Sabrina sighed. “I do hate Bryce. That’s why we hadI hate you sex. It was so damn good, so then we hadI hate you more sex.” She grimaced. “Don’t look at me like that, Liza. I know it’s toxic and we need to stop, but fuck. He’s so good in bed and, God, it’s just so intense and passionate.”
I knew about passion. I knew about desire. I knew about it all. “What about the beta guy? Are you still technically dating him?” I couldn’t wait to hear where this was all going. Sabrina had an exciting life. No doubt about it.
“Yes. Technically. He’s really great and could possibly be a fantastic boyfriend. But...”
“But what? Does he have a tiny little penis?” I laughed, then clamped my lips together when I saw the serious expression on Sabrina’s face.
“He just doesn’t light a fire in my belly,” she admitted and wouldn’t meet my gaze.
I shook my head, trying to grasp the complexities of dating in this day and age, especially the way Sabrina was doing it. She made it so complicated. While I understood the allure of passion, I couldn’t help but worry about the toll it would take on her when it faded or fell apart.
“I know how important passion is, Sabrina, but if he isn’t making you happy, don’t settle, and don’t sacrifice your happiness,” I advised, my tone filled with genuine concern. “You deserve someone who ignites that fire without all the toxicity that comes with Bryce, too.”
What was a relationship without passion? As I pondered that very question, images of Ty in the throes of making love to me flooded my mind and overwhelmed me. The man had a gift. And together, we had the all-consuming flame of passion—the one Sabrina had raved about with Bryce and lacked with her beta. Yet, that passion, that chemistry between us, seemed to be fading out. I missed the way we used to be.
As if reading my mind, Sabrina asked, “How are things with you and Ty?”
“It’s... complicated.”
Our food arrived, and as we ate, I found myself opening up about my own struggles with Ty and the pressure that had seeped into our relationship. The constant awareness of being watched, the overwhelming presence of the bodyguard… While it was for my safety, and I was aware he was giving me space the only way he knew how, it still felt like an invasion of my privacy, and it was eating away at my sanity.
I didn’t go into the reason why we were under so much pressure—the looming threat that was Castro—because I didn’t want to worry Sabrina. Once she got worried, there wasn’t anything I could do to get her to stop.
Sabrina’s mischievous smile widened as her eyes flickered to the bodyguard. “He does seem a little overbearing, doesn’t he?” she commented, a playful glimmer in her eyes.
A chuckle escaped my lips. Sabrina’s lightheartedness was a balm to my soul. She didn’t offer a lot of advice, but some days nothing could beat witty commentary.
“Tell me about it,” I muttered, not bothering to keep the sarcasm out of my tone. “I half-expect him to start analyzing my breathing patterns.”
“In all seriousness, though, I’m on your side.” Sabrina pointed a finger at me. “You shouldn’t be forced into a mating when neither you nor Ty seem sure about it. Relationships are always so complicated.”
I nodded. “Truer words have never been spoken.”
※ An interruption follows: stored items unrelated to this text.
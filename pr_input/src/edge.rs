//! Classification of raw lines of an edge list.
use crate::error::ParseReason;
use crate::vertex::{leading_number, VertexId};

/// One line of an edge list.
#[derive(Debug, Clone, Copy, PartialEq, Eq)]
pub enum EdgeLine<'a, T> {
    /// A line starting with an ASCII digit, read as `source -> dest`.
    Edge { source: T, dest: T },
    /// Anything else, including blank lines. Never parsed nor decoded,
    /// so it may be in any encoding.
    Passthrough(&'a [u8]),
}

/// Whether `line` carries edge data, i.e., starts with an ASCII digit.
pub fn is_data(line: &[u8]) -> bool {
    line.first().map_or(false, u8::is_ascii_digit)
}

impl<'a, T: VertexId> EdgeLine<'a, T> {
    /// Classify and parse a line. The line must not contain its
    /// terminating newline.
    ///
    /// The first field is the run of digits at the head of the line.
    /// Exactly one byte after it is taken as the separator whatever it is,
    /// so a multi-byte separator leaves garbage in front of the second
    /// field and fails. The second field is the number after that,
    /// optionally preceded by whitespace. Trailing content is ignored.
    pub fn parse(line: &'a [u8]) -> Result<Self, ParseReason> {
        if !is_data(line) {
            return Ok(EdgeLine::Passthrough(line));
        }
        let (source, first_len) =
            leading_number::<T>(line).ok_or(ParseReason::First(T::WIDTH))?;
        let rest = match line.get(first_len + 1..) {
            Some(rest) => rest,
            None => return Err(ParseReason::MissingSecond),
        };
        if rest.iter().all(u8::is_ascii_whitespace) {
            return Err(ParseReason::MissingSecond);
        }
        let (dest, _) = leading_number(rest).ok_or(ParseReason::Second(T::WIDTH))?;
        Ok(EdgeLine::Edge { source, dest })
    }
}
We enjoyed the rest of our lunch, chatting about TV shows, movies, and celebrity gossip, and before I knew it, several hours had gone by, and we parted ways. I returned home and was almost grateful to not see Ty’s truck in my driveway. I silently scolded myself for thinking that way, but with things so weird between us, I genuinely didn’t want to be around the bad energy he was putting off. Was that so wrong?
I slipped into a pair of sweats and settled in on the couch to continue binge-watching the latest season of my favorite show. My dad said it was reality trash, but I couldn’t get enough of it.
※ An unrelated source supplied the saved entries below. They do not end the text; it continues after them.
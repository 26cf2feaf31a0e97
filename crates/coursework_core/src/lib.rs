pub mod aggregator;
pub mod domain;
pub mod lister;
pub mod ports;
pub mod visibility;

#[cfg(test)]
mod testing;

pub use aggregator::{print_assignments, report, Report, ReportError};
pub use domain::{Assignment, CourseId, DueDate, Submission, SubmissionState};
pub use lister::{AssignmentLister, FailurePolicy, ListerError, RunSummary};
pub use ports::{Clock, CourseWorkService, PortError, PortResult};
pub use visibility::{check_visibility, Verdict, VisibilityError};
As the evening went on, I realized Ty wasn’t coming. I pulled out my phone and sent him a text.
What’s going on?
A few minutes later, my phone beeped.
I’m staying at the estate tonight.
My fingers tightened around the phone until my knuckles turned white. My heart pounded so hard, my chest ached, and my breathing became labored as I struggled to control my temper.
I’d been happy he wasn’t at the house all of a few hours ago, but him not coming home felt like he was punishing me somehow. Like he was purposely distancing himself from me, and I knew damn well I hadn’t done anything wrong.
An inexplicable rage consumed me, surpassing any anger I had ever experienced before. It even eclipsed the emotions I had experienced when I’d found out the truth about Castro’s role in my parents’ death.
I tried to breathe and slow my rising heart rate, but it was no use. It was as if a fuse had been lit and there was no way to keep the bomb from exploding. I was scared.
My wolf’s snarl escaped my lips as if I had no control over my own body.
My trembling hands transformed into sharp claws, a physical manifestation of the inner turmoil that ravaged my being.
But as the claws emerged, fear washed over me, piercing through the anger like a chilling gust of wind. I had lost control, and the realization terrified me. With a desperate attempt to regain composure, I forced myself to take deep breaths, grounding myself in the present moment.